Karl Wallenda in Sarasota, Florida.jpg
Karl Wallenda (Wikimedia Commons)

Based on Wallenda’s long career of successful tightrope walks rather than his final fatal fall, leadership expert Warren Bennis coined a leadership principle called the Wallenda Factor.  In his thousands of successful high-wire walks, Wallenda focused on walking across the rope with his eyes focused forward on his goal rather than looking down and contemplating thoughts of falling.  The Wallenda Factor is a mindset that focuses on strategies for success rather than on the possibility of failure (1).

There is a fine but very important line between focusing on succeeding rather than on not failing; it’s the same fine line between focusing on winning rather than not losing.  One excellent example comes from one of the most successful college basketball coaches of all time, Geno Auriemma.  Auriemma’s University of Connecticut women’s basketball team went undefeated in two straight regular seasons.  Unfortunately, both teams lost in the Final Four championship tournament.  The following year in the 2012-13 season his team lost multiple games in the regular season, which according to Auriemma gave them a better mindset going into the NCAA Championship Tournament:  “This team wasn’t burdened by being afraid to lose and was playing to win. [My past] teams were more afraid to lose a national championship than wanting to win a national championship” (2).

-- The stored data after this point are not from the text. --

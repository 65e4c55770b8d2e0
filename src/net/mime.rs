use std::ffi::OsStr;
use std::collections::HashMap;

use mime::Mime;
use lazy_static::lazy_static;

lazy_static! {
    static ref EXT_MIME_MAP: HashMap<&'static OsStr, Mime> = {
        let mut m = HashMap::new();
        // image mime types
        m.insert(OsStr::new("jpg"), mime::IMAGE_JPEG);
        m.insert(OsStr::new("jpeg"), mime::IMAGE_JPEG);
        m.insert(OsStr::new("png"), mime::IMAGE_PNG);
        m.insert(OsStr::new("gif"), mime::IMAGE_GIF);
        m.insert(OsStr::new("svg"), mime::IMAGE_SVG);
        m.insert(OsStr::new("bmp"), mime::IMAGE_BMP);

        // text mime types
        m.insert(OsStr::new("css"), mime::TEXT_CSS_UTF_8);
        m.insert(OsStr::new("html"), mime::TEXT_HTML_UTF_8);
        m.insert(OsStr::new("htm"), mime::TEXT_HTML_UTF_8);
        m.insert(OsStr::new("txt"), mime::TEXT_PLAIN_UTF_8);
        m.insert(OsStr::new("md"), mime::TEXT_PLAIN_UTF_8);
        m.insert(OsStr::new("csv"), mime::TEXT_CSV_UTF_8);
        m.insert(OsStr::new("xml"), mime::TEXT_XML);

        // application mime types
        m.insert(OsStr::new("js"), mime::APPLICATION_JAVASCRIPT_UTF_8);
        m.insert(OsStr::new("json"), mime::APPLICATION_JSON);
        m.insert(OsStr::new("pdf"), mime::APPLICATION_PDF);
        m
    };
}

pub fn mime_from_ext(ext: Option<&OsStr>) -> Mime {
    ext.and_then(|ext| EXT_MIME_MAP.get(ext))
        .cloned()
        .unwrap_or(mime::APPLICATION_OCTET_STREAM)
}

#[cfg(test)]
mod test {
    use super::*;

    #[test]
    fn known_and_unknown_extensions() {
        assert_eq!(mime_from_ext(Some(OsStr::new("txt"))), mime::TEXT_PLAIN_UTF_8);
        assert_eq!(mime_from_ext(Some(OsStr::new("bin"))), mime::APPLICATION_OCTET_STREAM);
        assert_eq!(mime_from_ext(None), mime::APPLICATION_OCTET_STREAM);
    }
}
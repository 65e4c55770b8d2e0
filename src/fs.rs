pub mod path;
pub mod location;
pub mod etag;
pub mod meta;
pub mod ops;

pub use path::ResourcePath;
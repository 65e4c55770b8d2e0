mod response;
pub use response::{serialize_json, error_json};

pub mod error;
pub use error::{ApiError, ApiErrorKind, Detail};

pub mod fs;
pub mod workspace;
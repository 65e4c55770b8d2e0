use axum::body::Body;
use axum::http::{HeaderMap, StatusCode};
use axum::http::header::{ETAG, LOCATION};
use axum::http::request::Parts;
use axum::response::{IntoResponse, Response};
use wsfs_api::fs::{CreateItem, Metadata};
use wsfs_lib::{fs as lib_fs, segment};

use crate::error::{ApiError, ApiResult};
use crate::error::api::{ApiErrorKind, Context, Detail};
use crate::fs::{ResourcePath, meta, ops};
use crate::net;
use crate::path;
use crate::state::{ArcShared, Files};

const MAX_ITEM_BYTES: usize = 64 * 1024;

pub const X_CREATE_OPTIONS: &str = "x-create-options";
pub const SLUG: &str = "slug";

#[derive(Debug, Default, PartialEq, Eq)]
pub struct CreateOptions {
    pub copy: bool,
    pub move_: bool,
    pub no_overwrite: bool,
}

impl CreateOptions {
    pub fn parse(value: &str) -> ApiResult<Self> {
        let mut rtn = CreateOptions::default();

        for token in value.split(',') {
            let token = token.trim();

            if token.is_empty() {
                continue;
            }

            if token.eq_ignore_ascii_case("copy") {
                rtn.copy = true;
            } else if token.eq_ignore_ascii_case("move") {
                rtn.move_ = true;
            } else if token.eq_ignore_ascii_case("no-overwrite") {
                rtn.no_overwrite = true;
            } else {
                return Err(ApiError::from((
                    ApiErrorKind::InvalidHeaderValue,
                    Detail::with_key("X-Create-Options"),
                    format!("unknown create option: \"{token}\"")
                )));
            }
        }

        if rtn.copy && rtn.move_ {
            return Err(ApiError::from((
                ApiErrorKind::InvalidRequest,
                "copy and move cannot be requested together"
            )));
        }

        Ok(rtn)
    }

    pub fn from_headers(headers: &HeaderMap) -> ApiResult<Self> {
        let mut rtn = CreateOptions::default();

        for value in headers.get_all(X_CREATE_OPTIONS) {
            let value = value.to_str().kind_context(
                ApiErrorKind::InvalidHeaderValue,
                "x-create-options contains invalid utf8 characters"
            )?;
            let parsed = Self::parse(value)?;

            rtn.copy |= parsed.copy;
            rtn.move_ |= parsed.move_;
            rtn.no_overwrite |= parsed.no_overwrite;
        }

        if rtn.copy && rtn.move_ {
            return Err(ApiError::from((
                ApiErrorKind::InvalidRequest,
                "copy and move cannot be requested together"
            )));
        }

        Ok(rtn)
    }
}

fn get_slug(headers: &HeaderMap) -> ApiResult<Option<String>> {
    let Some(value) = headers.get(SLUG) else {
        return Ok(None);
    };

    let value = value.to_str().kind_context(
        ApiErrorKind::InvalidHeaderValue,
        "slug contains invalid utf8 characters"
    )?;

    let decoded = segment::decode(value.trim()).kind_context(
        ApiErrorKind::InvalidHeaderValue,
        "slug is not valid percent encoded utf8"
    )?;

    if decoded.is_empty() {
        Ok(None)
    } else {
        Ok(Some(decoded))
    }
}

fn check_name(name: String) -> ApiResult<String> {
    if !lib_fs::name_valid(&name) {
        return Err(ApiError::from((
            ApiErrorKind::ValidationFailed,
            Detail::with_key("Name"),
            format!("invalid name: \"{name}\"")
        )));
    }

    Ok(name)
}

async fn read_item(body: Body) -> ApiResult<CreateItem> {
    let bytes = axum::body::to_bytes(body, MAX_ITEM_BYTES)
        .await
        .kind_context(ApiErrorKind::InvalidData, "failed to read request body")?;

    if bytes.iter().all(|b| b.is_ascii_whitespace()) {
        return Ok(CreateItem::default());
    }

    serde_json::from_slice(&bytes)
        .kind_context(ApiErrorKind::InvalidData, "request body is not a valid create item")
}

fn created(meta: Metadata) -> ApiResult<Response> {
    let location = meta.location.clone();
    let etag = meta.etag.clone();
    let mut json = net::Json::new(meta)
        .with_status(StatusCode::CREATED)
        .with_header(LOCATION, location);

    if let Some(tag) = etag {
        json = json.with_header(ETAG, tag);
    }

    Ok(json.into_response())
}

/// creates, copies or moves an entry into the target directory
pub async fn create_item(
    state: &ArcShared,
    resource: ResourcePath,
    parts: &Parts,
    body: Body,
) -> ApiResult<Response> {
    let options = CreateOptions::from_headers(&parts.headers)?;
    let slug = get_slug(&parts.headers)?;
    let files = state.files();

    meta::project_dir(files, &resource, 0).await?;

    let item = read_item(body).await?;

    if options.copy || options.move_ {
        transfer(files, resource, &options, slug, item).await
    } else {
        create_entry(files, resource, &options, slug, item).await
    }
}

async fn create_entry(
    files: &Files,
    resource: ResourcePath,
    options: &CreateOptions,
    slug: Option<String>,
    item: CreateItem,
) -> ApiResult<Response> {
    let Some(name) = slug.or(item.name) else {
        return Err(ApiError::from((
            ApiErrorKind::MissingData,
            Detail::with_key("Name"),
            "a name must be given with the Slug header or the Name field"
        )));
    };

    let target = resource.join(check_name(name)?);
    let full = target.to_fs_path(files.workspace_dir());

    tracing::debug!("create path: \"{}\" directory: {}", full.display(), item.directory);

    match path::try_metadata(&full).await? {
        Some(existing) => {
            if options.no_overwrite {
                return Err(ApiError::from((
                    ApiErrorKind::AlreadyExists,
                    "an entry with the given name already exists"
                )));
            }

            if existing.is_dir() != item.directory {
                return Err(ApiError::from((
                    ApiErrorKind::AlreadyExists,
                    "an entry of a different type already exists with the given name"
                )));
            }

            if !item.directory {
                tokio::fs::OpenOptions::new()
                    .write(true)
                    .truncate(true)
                    .open(&full)
                    .await
                    .context("failed to truncate existing file")?;
            }
        }
        None => if item.directory {
            tokio::fs::create_dir(&full).await?;
        } else {
            tokio::fs::OpenOptions::new()
                .write(true)
                .create_new(true)
                .open(&full)
                .await?;
        }
    }

    created(meta::project(files, &target, 0).await?)
}

async fn transfer(
    files: &Files,
    resource: ResourcePath,
    options: &CreateOptions,
    slug: Option<String>,
    item: CreateItem,
) -> ApiResult<Response> {
    let Some(location) = item.location else {
        return Err(ApiError::from((
            ApiErrorKind::MissingData,
            Detail::with_key("Location"),
            "copy and move require the Location of the source"
        )));
    };

    let source = ResourcePath::from_location(files.root(), &location)?;

    if source.is_root() {
        return Err(ApiError::from((
            ApiErrorKind::NotPermitted,
            "the workspace directory cannot be copied or moved"
        )));
    }

    let src_full = source.to_fs_path(files.workspace_dir());
    let src_meta = path::try_metadata(&src_full)
        .await?
        .kind_context(ApiErrorKind::NotFound, "source location was not found")?;

    let name = match slug.or(item.name) {
        Some(given) => given,
        None => source.name().to_owned(),
    };
    let target = resource.join(check_name(name)?);

    if target == source {
        if options.move_ {
            return created(meta::project(files, &target, 0).await?);
        }

        return Err(ApiError::from((
            ApiErrorKind::InvalidRequest,
            "cannot copy an entry onto itself"
        )));
    }

    if src_meta.is_dir() && target.starts_with(&source) {
        return Err(ApiError::from((
            ApiErrorKind::InvalidRequest,
            "cannot place a directory inside of itself"
        )));
    }

    let dst_full = target.to_fs_path(files.workspace_dir());

    if path::try_metadata(&dst_full).await?.is_some() {
        if options.no_overwrite {
            return Err(ApiError::from((
                ApiErrorKind::AlreadyExists,
                "an entry with the given name already exists"
            )));
        }

        // the destination could be an ancestor of the source
        if source.starts_with(&target) {
            return Err(ApiError::from((
                ApiErrorKind::InvalidRequest,
                "cannot replace a directory containing the source"
            )));
        }
    }

    // io errors from here on are internal failures, not missing locations
    if options.move_ {
        ops::replace(&src_full, &dst_full)
            .await
            .context("failed to move entry to destination")?;
    } else {
        ops::copy(&src_full, &dst_full)
            .await
            .context("failed to copy entry to destination")?;
    }

    created(meta::project(files, &target, 0).await?)
}

#[cfg(test)]
mod test {
    use super::*;

    #[test]
    fn create_options() {
        let opts = CreateOptions::parse("Copy, no-overwrite").unwrap();

        assert!(opts.copy);
        assert!(!opts.move_);
        assert!(opts.no_overwrite);

        assert_eq!(CreateOptions::parse("").unwrap(), CreateOptions::default());

        let err = CreateOptions::parse("copy,move").unwrap_err();

        assert_eq!(err.get_kind(), &ApiErrorKind::InvalidRequest);

        let err = CreateOptions::parse("shred").unwrap_err();

        assert_eq!(err.get_kind(), &ApiErrorKind::InvalidHeaderValue);
    }

    #[test]
    fn repeated_option_headers() {
        let mut headers = HeaderMap::new();
        headers.append(X_CREATE_OPTIONS, "copy".parse().unwrap());
        headers.append(X_CREATE_OPTIONS, "move".parse().unwrap());

        let err = CreateOptions::from_headers(&headers).unwrap_err();

        assert_eq!(err.get_kind(), &ApiErrorKind::InvalidRequest);
    }

    #[test]
    fn slug_decoding() {
        let mut headers = HeaderMap::new();

        assert_eq!(get_slug(&headers).unwrap(), None);

        headers.insert(SLUG, "new%20file.txt".parse().unwrap());

        assert_eq!(get_slug(&headers).unwrap().as_deref(), Some("new file.txt"));
    }
}
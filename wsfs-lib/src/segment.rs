use percent_encoding::{AsciiSet, CONTROLS, percent_decode_str, utf8_percent_encode};

/// the WHATWG path percent-encode set plus the characters that would split
/// or escape a single path segment
const SEGMENT: &AsciiSet = &CONTROLS
    .add(b' ')
    .add(b'"')
    .add(b'#')
    .add(b'<')
    .add(b'>')
    .add(b'?')
    .add(b'`')
    .add(b'{')
    .add(b'}')
    .add(b'/')
    .add(b'\\')
    .add(b'%');

pub fn encode(segment: &str) -> String {
    utf8_percent_encode(segment, SEGMENT).to_string()
}

pub fn decode(segment: &str) -> Result<String, std::str::Utf8Error> {
    percent_decode_str(segment)
        .decode_utf8()
        .map(|v| v.into_owned())
}

/// encodes each segment and joins them with `/`
pub fn encode_all<I, S>(segments: I) -> String
where
    I: IntoIterator<Item = S>,
    S: AsRef<str>,
{
    let mut rtn = String::new();
    let mut first = true;

    for seg in segments {
        if first {
            first = false;
        } else {
            rtn.push('/');
        }

        rtn.push_str(&encode(seg.as_ref()));
    }

    rtn
}

#[cfg(test)]
mod test {
    use super::*;

    #[test]
    fn spaces_round_trip() {
        let encoded = encode("my folder");

        assert_eq!(encoded, "my%20folder");
        assert_eq!(decode(&encoded).unwrap(), "my folder");
    }

    #[test]
    fn separators_are_escaped() {
        assert_eq!(encode("a/b"), "a%2Fb");
        assert_eq!(encode("100%"), "100%25");
        assert_eq!(encode("what?"), "what%3F");
    }

    #[test]
    fn joins_segments() {
        let joined = encode_all(["project", "my folder", "my subfolder"]);

        assert_eq!(joined, "project/my%20folder/my%20subfolder");
        assert_eq!(encode_all(Vec::<String>::new()), "");
    }

    #[test]
    fn invalid_utf8_is_rejected() {
        assert!(decode("%FF%FE").is_err());
    }
}
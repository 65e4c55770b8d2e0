pub mod request_id;
pub mod trace;

pub use request_id::{RequestId, RIDLayer};
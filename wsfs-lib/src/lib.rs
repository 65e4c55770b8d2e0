pub mod error;
pub mod fs;
pub mod segment;

pub fn string_to_len_char(length: usize, ch: char) -> String {
    let mut rtn = String::with_capacity(length);

    for _ in 0..length {
        rtn.push(ch);
    }

    rtn
}

pub fn string_to_len(length: usize) -> String {
    string_to_len_char(length, 'a')
}
use serde::{Serialize, Deserialize};

/// permission flags reported for an entry
#[derive(Debug, Clone, PartialEq, Eq, Serialize, Deserialize)]
#[serde(rename_all = "PascalCase")]
pub struct Attributes {
    pub read_only: bool,
    pub executable: bool,
}

/// one ancestor directory of a resource
#[derive(Debug, Clone, PartialEq, Eq, Serialize, Deserialize)]
#[serde(rename_all = "PascalCase")]
pub struct Parent {
    pub name: String,
    pub location: String,
    pub children_location: String,
}

/// metadata projection of a file or directory.
///
/// `etag` and `length` are only set for files. `children_location` is only
/// set for directories and `children` only when a listing was requested.
#[derive(Debug, Clone, Serialize, Deserialize)]
#[serde(rename_all = "PascalCase")]
pub struct Metadata {
    pub name: String,
    pub directory: bool,
    pub location: String,

    #[serde(rename = "ETag", default, skip_serializing_if = "Option::is_none")]
    pub etag: Option<String>,

    #[serde(default, skip_serializing_if = "Option::is_none")]
    pub length: Option<u64>,

    pub attributes: Attributes,
    pub local_time_stamp: i64,
    pub parents: Vec<Parent>,

    #[serde(default, skip_serializing_if = "Option::is_none")]
    pub children_location: Option<String>,

    #[serde(default, skip_serializing_if = "Option::is_none")]
    pub children: Option<Vec<Metadata>>,
}

impl Metadata {
    pub fn is_dir(&self) -> bool {
        self.directory
    }
}

/// optional json body of a create/copy/move request
#[derive(Debug, Default, Serialize, Deserialize)]
#[serde(rename_all = "PascalCase")]
pub struct CreateItem {
    #[serde(default)]
    pub name: Option<String>,

    #[serde(default)]
    pub directory: bool,

    #[serde(default)]
    pub location: Option<String>,
}

#[cfg(test)]
mod test {
    use super::*;

    #[test]
    fn file_metadata_field_names() {
        let meta = Metadata {
            name: String::from("fizz.txt"),
            directory: false,
            location: String::from("/file/project/fizz.txt"),
            etag: Some(String::from("abc")),
            length: Some(11),
            attributes: Attributes {
                read_only: false,
                executable: false,
            },
            local_time_stamp: 1,
            parents: vec![Parent {
                name: String::from("project"),
                location: String::from("/file/project"),
                children_location: String::from("/file/project?depth=1"),
            }],
            children_location: None,
            children: None,
        };

        let json = serde_json::to_value(&meta).unwrap();

        assert_eq!(json["ETag"], "abc");
        assert_eq!(json["LocalTimeStamp"], 1);
        assert_eq!(json["Attributes"]["ReadOnly"], false);
        assert_eq!(json["Parents"][0]["ChildrenLocation"], "/file/project?depth=1");
        assert!(json.get("Children").is_none());
        assert!(json.get("ChildrenLocation").is_none());
    }

    #[test]
    fn create_item_defaults() {
        let item: CreateItem = serde_json::from_str(r#"{"Name":"new directory","Directory":true}"#).unwrap();

        assert_eq!(item.name.as_deref(), Some("new directory"));
        assert!(item.directory);
        assert!(item.location.is_none());

        let item: CreateItem = serde_json::from_str("{}").unwrap();

        assert!(!item.directory);
    }
}
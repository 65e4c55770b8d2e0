use std::path::PathBuf;
use std::collections::HashMap;

use serde::Deserialize;

#[derive(Debug, Deserialize)]
pub struct File {
    pub root: Option<String>,
    pub workspace_root: Option<String>,
    pub workspace_dir: Option<PathBuf>,
    pub max_depth: Option<u32>,
}

#[derive(Debug, Deserialize)]
pub struct Listener {
    pub addr: String,
}

#[derive(Debug, Deserialize)]
pub struct Settings {
    pub listeners: Option<HashMap<String, Listener>>,

    pub file: Option<File>,

    pub timeout: Option<u64>,
}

According to Warren Bennis, successful leaders don’t even have the word “failure” in their vocabularies.  Instead, they attempt to reframe failure, using terms with less harsh connotations, such as “mistake,” “glitch,” or “setback.”  That is not to say that great leaders never fail; instead, they don’t allow failure to take center stage.  When failure does happen, great leaders don’t let it intimidate them; instead, they put it in its proper perspective, using it as an opportunity to learn strategies for future success.

Recall, Retrieve, Recite, Ruminate, Reflect, Reason:  What is the Wallenda Factor, and how can it help people be more successful?

Challenge – Focusing Like a Laser on Success:  Research what successful people say about success.  Identify your favorite quotation on success, and explain why you like it.

Sources:

1-Goldberg, Philip.  The Babinski Reflex.  Tarcher, 1990.

2- Fournier, Julie. “Playing To Win vs. Playing Not To Lose.” Basketball Is Psychology 11 April 2019.